7

Suppose we are given a training dataset {yᵢ, xᵢ}, for i = 1, ..., n, where yᵢ can either be -1 or 1 and xᵢ can be e.g. a 2D or 3D point.

In general, when the input points are linearly separable, the SVM model can be defined as follows

min 1/2*||w||²
w,b

subject to the constraints (for i = 1, ..., n)

yᵢ*(w*xᵢ - b) >= 1

This is often called the hard-margin SVM model, which is thus a constrained minimization problem, where the unknowns are w and b. We can also omit 1/2 in the function to be minimized, given it's just a constant.

Now, the documentation about Matlab's quadprog states

x = quadprog(H, f, A, b) minimizes 1/2*x'*H*x + f'*x subject to the restrictions A*x ≤ b. A is a matrix of doubles, and b is a vector of doubles.

We can implement the hard-margin SVM model using quadprog function, to get the weight vector w, as follows

  • H becomes an identity matrix.
  • f' becomes a zeros matrix.
  • A is the left-hand side of the constraints
  • b is equal to -1 because the original constraint had >= 1, it becomes <= -1 when we multiply with -1 on both sides.

Now, I am trying to implement a soft-margin SVM model. The minimization equation here is

min (1/2)*||w||² + C*(∑ ζᵢ)
w,b

subject to the constraints (for i = 1, ..., n)

yᵢ*(w*xᵢ - b) >= 1 - ζᵢ

such that ζᵢ >= 0, where is the summation symbol, ζᵢ = max(0, 1 - yᵢ*(w*xᵢ - b)) and C is a hyper-parameter.

How can this optimization problem be solved using the Matlab's quadprog function? It's not clear to me how the equation should be mapped to the parameters of the quadprog function.

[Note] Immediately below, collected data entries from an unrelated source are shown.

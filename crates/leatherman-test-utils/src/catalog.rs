//! The reference catalog: "Strings" with URL and Case sub-groups, plus a
//! single-tool "JSON" category.

use leatherman_nav::{Descriptions, Registry, ToolCategory, ToolItem};
use std::sync::Arc;

/// The reference catalog in on-disk TOML form.
pub const SCENARIO_CATALOG_TOML: &str = r#"
[[categories]]
id = "string"
label = "Strings"

[[categories.items]]
id = "url-encode"
label = "URL encode"
path = "/tools/string/url-encode"
sub_group = "URL"

[[categories.items]]
id = "url-decode"
label = "URL decode"
path = "/tools/string/url-decode"
sub_group = "URL"

[[categories.items]]
id = "upper-case"
label = "Upper Case"
path = "/tools/string/upper-case"
sub_group = "Case"

[[categories.items]]
id = "lower-case"
label = "Lower Case"
path = "/tools/string/lower-case"
sub_group = "Case"

[[categories]]
id = "json"
label = "JSON"

[[categories.items]]
id = "format"
label = "Format"
path = "/tools/json/format"
"#;

/// The reference catalog as a shared registry.
pub fn scenario_registry() -> Arc<Registry> {
    let strings = ToolCategory::new("string", "Strings")
        .with_item(ToolItem::new("url-encode", "URL encode", "/tools/string/url-encode").in_group("URL"))
        .with_item(ToolItem::new("url-decode", "URL decode", "/tools/string/url-decode").in_group("URL"))
        .with_item(ToolItem::new("upper-case", "Upper Case", "/tools/string/upper-case").in_group("Case"))
        .with_item(ToolItem::new("lower-case", "Lower Case", "/tools/string/lower-case").in_group("Case"));
    let json = ToolCategory::new("json", "JSON")
        .with_item(ToolItem::new("format", "Format", "/tools/json/format"));

    Arc::new(
        Registry::new(vec![strings, json])
            .expect("scenario_registry: reference catalog must be valid"),
    )
}

/// Descriptions for the reference catalog; `lower-case` deliberately has none.
pub fn scenario_descriptions() -> Descriptions {
    Descriptions::from_tables(&[&[
        ("url-encode", "Encodes text for safe use in URL query strings."),
        ("url-decode", "Decodes URL-encoded text back to plain text."),
        ("upper-case", "Converts all characters to uppercase."),
        ("format", "Pretty-print JSON with 2-space indentation."),
    ]])
}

The "primal" form of the soft-margin SVM model (i.e. the definition above) can be converted to a "dual" form. I did that, and I am able to get the Lagrange variable values (in the dual form). However, I would like to know if I can use quadprog to solve directly the primal form without needing to convert it to the dual form.

nbro
  • 15,395
  • 32
  • 113
  • 196
user1067334
  • 243
  • 3
  • 7
  • 15

4 Answers4

9

I don't see how it can be a problem. Let z be our vector of (2n + 1) variables:

z = (w, eps, b)

Then, H becomes diagonal matrix with first n values on the diagonal equal to 1 and the last n + 1 set to zero:

H = diag([ones(1, n), zeros(1, n + 1)])

Vector f can be expressed as:

f = [zeros(1, n), C * ones(1, n), 0]'

First set of constrains becomes:

Aineq = [A1, eye(n), zeros(n, 1)]
bineq = ones(n, 1)

where A1 is a the same matrix as in primal form.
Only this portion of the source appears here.